## Data to use:
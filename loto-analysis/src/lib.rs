pub mod aggregate;
pub mod config;
pub mod error;
pub mod feature;
pub mod normalize;
pub mod passes;
pub mod report;
pub mod sampler;
pub mod tally;

#[cfg(test)]
pub(crate) mod testing;

use loto_db::models::Draw;
use rand::Rng;
use rayon::prelude::*;
use tracing::{debug, info};

use crate::aggregate::{accumulate, apply_random_bonus, rank};
use crate::config::AnalysisConfig;
use crate::error::AnalysisError;
use crate::normalize::normalize;
use crate::passes::PassKind;
use crate::report::{PassResult, SuggestionReport};
use crate::sampler::weighted_random_numbers;

/// Exécute les 14 analyses en parallèle. Les résultats (et la première
/// erreur éventuelle) suivent l'ordre de `PassKind::ALL`.
pub fn run_all_passes(draws: &[Draw], config: &AnalysisConfig) -> Result<Vec<PassResult>, AnalysisError> {
    PassKind::ALL
        .par_iter()
        .map(|&kind| {
            kind.run(draws, config).map(|features| {
                debug!(pass = kind.name(), features = features.len(), "analyse terminée");
                PassResult { kind, features }
            })
        })
        .collect::<Vec<_>>()
        .into_iter()
        .collect()
}

/// Calcule les analyses, le tirage pondéré et les numéros suggérés.
///
/// `draws` doit être en ordre chronologique. Le générateur aléatoire n'est
/// utilisé que par le tirage pondéré : à historique et graine identiques, le
/// rapport est identique.
pub fn compute_suggestions<R: Rng>(
    draws: &[Draw],
    config: &AnalysisConfig,
    rng: &mut R,
) -> Result<SuggestionReport, AnalysisError> {
    config.validate()?;
    let passes = run_all_passes(draws, config)?;

    let frequencies = passes
        .iter()
        .find(|p| p.kind == PassKind::Frequency)
        .map(|p| p.features.as_slice())
        .unwrap_or_default();

    let weighted = weighted_random_numbers(frequencies, config.suggestion_count, rng)?;

    let normalized: Vec<_> = passes
        .iter()
        .map(|p| (p.kind, normalize(&p.features)))
        .collect();
    let mut aggregation = accumulate(&normalized, config);
    apply_random_bonus(&mut aggregation.scores, &weighted, config.random_bonus);
    let suggested = rank(&aggregation.scores, frequencies, config.suggestion_count);

    info!(draws = draws.len(), suggested = ?suggested, "suggestion calculée");

    Ok(SuggestionReport {
        passes,
        weighted_random_numbers: weighted,
        suggested_numbers: suggested,
        diagnostics: aggregation.diagnostics,
    })
}

#[cfg(test)]
mod tests {
    use super::*;
    use crate::testing::{draw, make_test_draws, scenario_draws};
    use rand::SeedableRng;
    use rand::rngs::StdRng;

    #[test]
    fn test_empty_history_fails() {
        let mut rng = StdRng::seed_from_u64(1);
        let err = compute_suggestions(&[], &AnalysisConfig::default(), &mut rng).unwrap_err();
        assert!(matches!(
            err,
            AnalysisError::InsufficientData { pass: PassKind::Frequency, available: 0, .. }
        ));
    }

    #[test]
    fn test_single_draw_fails_on_gaps() {
        let mut rng = StdRng::seed_from_u64(1);
        let err = compute_suggestions(&make_test_draws(1), &AnalysisConfig::default(), &mut rng).unwrap_err();
        assert!(matches!(err, AnalysisError::InsufficientData { pass: PassKind::Gaps, .. }));
    }

    #[test]
    fn test_scenario_returns_six_numbers() {
        let mut rng = StdRng::seed_from_u64(42);
        let report = compute_suggestions(&scenario_draws(), &AnalysisConfig::default(), &mut rng).unwrap();
        assert_eq!(report.passes.len(), 14);
        assert_eq!(report.weighted_random_numbers.len(), 6);
        assert_eq!(report.suggested_numbers.len(), 6);
        assert!(report.diagnostics.is_empty());
    }

    #[test]
    fn test_rich_history_returns_six_distinct() {
        for seed in [1u64, 7, 99] {
            let mut rng = StdRng::seed_from_u64(seed);
            let report = compute_suggestions(&make_test_draws(80), &AnalysisConfig::default(), &mut rng).unwrap();
            let mut numbers = report.suggested_numbers.clone();
            numbers.sort();
            numbers.dedup();
            assert_eq!(numbers.len(), 6, "seed {}", seed);
        }
    }

    #[test]
    fn test_same_seed_same_report() {
        let draws = make_test_draws(50);
        let config = AnalysisConfig::default();
        let a = compute_suggestions(&draws, &config, &mut StdRng::seed_from_u64(5)).unwrap();
        let b = compute_suggestions(&draws, &config, &mut StdRng::seed_from_u64(5)).unwrap();
        assert_eq!(a, b);
    }

    #[test]
    fn test_score_sum_is_deterministic() {
        let draws = make_test_draws(50);
        let config = AnalysisConfig::default();
        let normalized = |passes: Vec<PassResult>| -> Vec<_> {
            passes.iter().map(|p| (p.kind, normalize(&p.features))).collect()
        };
        let first = accumulate(&normalized(run_all_passes(&draws, &config).unwrap()), &config);
        let second = accumulate(&normalized(run_all_passes(&draws, &config).unwrap()), &config);
        let a: Vec<(u32, f64)> = first.scores.iter().collect();
        let b: Vec<(u32, f64)> = second.scores.iter().collect();
        assert_eq!(a, b);
    }

    #[test]
    fn test_parallel_matches_sequential() {
        let draws = make_test_draws(30);
        let config = AnalysisConfig::default();
        let parallel = run_all_passes(&draws, &config).unwrap();
        for (result, kind) in parallel.iter().zip(PassKind::ALL) {
            assert_eq!(result.kind, kind);
            assert_eq!(result.features, kind.run(&draws, &config).unwrap());
        }
    }

    #[test]
    fn test_too_few_distinct_numbers() {
        let draws = vec![draw(0, [1, 2, 3, 4, 5], 1), draw(1, [1, 2, 3, 4, 5], 2)];
        let mut rng = StdRng::seed_from_u64(3);
        let err = compute_suggestions(&draws, &AnalysisConfig::default(), &mut rng).unwrap_err();
        assert_eq!(err, AnalysisError::DegenerateSampling { available: 5, required: 6 });
    }

    #[test]
    fn test_invalid_config_rejected() {
        let config = AnalysisConfig {
            top_features: 0,
            ..AnalysisConfig::default()
        };
        let mut rng = StdRng::seed_from_u64(3);
        assert!(matches!(
            compute_suggestions(&scenario_draws(), &config, &mut rng),
            Err(AnalysisError::InvalidConfig(_))
        ));
    }

    #[test]
    fn test_history_is_not_modified() {
        let draws = scenario_draws();
        let before = draws.clone();
        let mut rng = StdRng::seed_from_u64(11);
        compute_suggestions(&draws, &AnalysisConfig::default(), &mut rng).unwrap();
        assert_eq!(draws, before);
    }
}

## Exercise prompt:
Repeat each of the entries exactly as written.

## Output for this exercise:
filename loto-analysis/src/lib.rs
pub mod aggregate;
pub mod config;
pub mod error;
pub mod feature;
pub mod normalize;
pub mod passes;
pub mod report;
pub mod sampler;
pub mod tally;

#[cfg(test)]
pub(crate) mod testing;

use loto_db::models::Draw;
use rand::Rng;
use rayon::prelude::*;
use tracing::{debug, info};

use crate::aggregate::{accumulate, apply_random_bonus, rank};
use crate::config::AnalysisConfig;
use crate::error::AnalysisError;
use crate::normalize::normalize;
use crate::passes::PassKind;
use crate::report::{PassResult, SuggestionReport};
use crate::sampler::weighted_random_numbers;

/// Exécute les 14 analyses en parallèle. Les résultats (et la première
/// erreur éventuelle) suivent l'ordre de `PassKind::ALL`.
pub fn run_all_passes(draws: &[Draw], config: &AnalysisConfig) -> Result<Vec<PassResult>, AnalysisError> {
    PassKind::ALL
        .par_iter()
        .map(|&kind| {
            kind.run(draws, config).map(|features| {
                debug!(pass = kind.name(), features = features.len(), "analyse terminée");
                PassResult { kind, features }
            })
        })
        .collect::<Vec<_>>()
        .into_iter()
        .collect()
}

/// Calcule les analyses, le tirage pondéré et les numéros suggérés.
///
/// `draws` doit être en ordre chronologique. Le générateur aléatoire n'est
/// utilisé que par le tirage pondéré : à historique et graine identiques, le
/// rapport est identique.
pub fn compute_suggestions<R: Rng>(
    draws: &[Draw],
    config: &AnalysisConfig,
    rng: &mut R,
) -> Result<SuggestionReport, AnalysisError> {
    config.validate()?;
    let passes = run_all_passes(draws, config)?;

    let frequencies = passes
        .iter()
        .find(|p| p.kind == PassKind::Frequency)
        .map(|p| p.features.as_slice())
        .unwrap_or_default();

    let weighted = weighted_random_numbers(frequencies, config.suggestion_count, rng)?;

    let normalized: Vec<_> = passes
        .iter()
        .map(|p| (p.kind, normalize(&p.features)))
        .collect();
    let mut aggregation = accumulate(&normalized, config);
    apply_random_bonus(&mut aggregation.scores, &weighted, config.random_bonus);
    let suggested = rank(&aggregation.scores, frequencies, config.suggestion_count);

    info!(draws = draws.len(), suggested = ?suggested, "suggestion calculée");

    Ok(SuggestionReport {
        passes,
        weighted_random_numbers: weighted,
        suggested_numbers: suggested,
        diagnostics: aggregation.diagnostics,
    })
}

#[cfg(test)]
mod tests {
    use super::*;
    use crate::testing::{draw, make_test_draws, scenario_draws};
    use rand::SeedableRng;
    use rand::rngs::StdRng;

    #[test]
    fn test_empty_history_fails() {
        let mut rng = StdRng::seed_from_u64(1);
        let err = compute_suggestions(&[], &AnalysisConfig::default(), &mut rng).unwrap_err();
        assert!(matches!(
            err,
            AnalysisError::InsufficientData { pass: PassKind::Frequency, available: 0, .. }
        ));
    }

    #[test]
    fn test_single_draw_fails_on_gaps() {
        let mut rng = StdRng::seed_from_u64(1);
        let err = compute_suggestions(&make_test_draws(1), &AnalysisConfig::default(), &mut rng).unwrap_err();
        assert!(matches!(err, AnalysisError::InsufficientData { pass: PassKind::Gaps, .. }));
    }

    #[test]
    fn test_scenario_returns_six_numbers() {
        let mut rng = StdRng::seed_from_u64(42);
        let report = compute_suggestions(&scenario_draws(), &AnalysisConfig::default(), &mut rng).unwrap();
        assert_eq!(report.passes.len(), 14);
        assert_eq!(report.weighted_random_numbers.len(), 6);
        assert_eq!(report.suggested_numbers.len(), 6);
        assert!(report.diagnostics.is_empty());
    }

    #[test]
    fn test_rich_history_returns_six_distinct() {
        for seed in [1u64, 7, 99] {
            let mut rng = StdRng::seed_from_u64(seed);
            let report = compute_suggestions(&make_test_draws(80), &AnalysisConfig::default(), &mut rng).unwrap();
            let mut numbers = report.suggested_numbers.clone();
            numbers.sort();
            numbers.dedup();
            assert_eq!(numbers.len(), 6, "seed {}", seed);
        }
    }

    #[test]
    fn test_same_seed_same_report() {
        let draws = make_test_draws(50);
        let config = AnalysisConfig::default();
        let a = compute_suggestions(&draws, &config, &mut StdRng::seed_from_u64(5)).unwrap();
        let b = compute_suggestions(&draws, &config, &mut StdRng::seed_from_u64(5)).unwrap();
        assert_eq!(a, b);
    }

    #[test]
    fn test_score_sum_is_deterministic() {
        let draws = make_test_draws(50);
        let config = AnalysisConfig::default();
        let normalized = |passes: Vec<PassResult>| -> Vec<_> {
            passes.iter().map(|p| (p.kind, normalize(&p.features))).collect()
        };
        let first = accumulate(&normalized(run_all_passes(&draws, &config).unwrap()), &config);
        let second = accumulate(&normalized(run_all_passes(&draws, &config).unwrap()), &config);
        let a: Vec<(u32, f64)> = first.scores.iter().collect();
        let b: Vec<(u32, f64)> = second.scores.iter().collect();
        assert_eq!(a, b);
    }

    #[test]
    fn test_parallel_matches_sequential() {
        let draws = make_test_draws(30);
        let config = AnalysisConfig::default();
        let parallel = run_all_passes(&draws, &config).unwrap();
        for (result, kind) in parallel.iter().zip(PassKind::ALL) {
            assert_eq!(result.kind, kind);
            assert_eq!(result.features, kind.run(&draws, &config).unwrap());
        }
    }

    #[test]
    fn test_too_few_distinct_numbers() {
        let draws = vec![draw(0, [1, 2, 3, 4, 5], 1), draw(1, [1, 2, 3, 4, 5], 2)];
        let mut rng = StdRng::seed_from_u64(3);
        let err = compute_suggestions(&draws, &AnalysisConfig::default(), &mut rng).unwrap_err();
        assert_eq!(err, AnalysisError::DegenerateSampling { available: 5, required: 6 });
    }

    #[test]
    fn test_invalid_config_rejected() {
        let config = AnalysisConfig {
            top_features: 0,
            ..AnalysisConfig::default()
        };
        let mut rng = StdRng::seed_from_u64(3);
        assert!(matches!(
            compute_suggestions(&scenario_draws(), &config, &mut rng),
            Err(AnalysisError::InvalidConfig(_))
        ));
    }

    #[test]
    fn test_history_is_not_modified() {
        let draws = scenario_draws();
        let before = draws.clone();
        let mut rng = StdRng::seed_from_u64(11);
        compute_suggestions(&draws, &AnalysisConfig::default(), &mut rng).unwrap();
        assert_eq!(draws, before);
    }
}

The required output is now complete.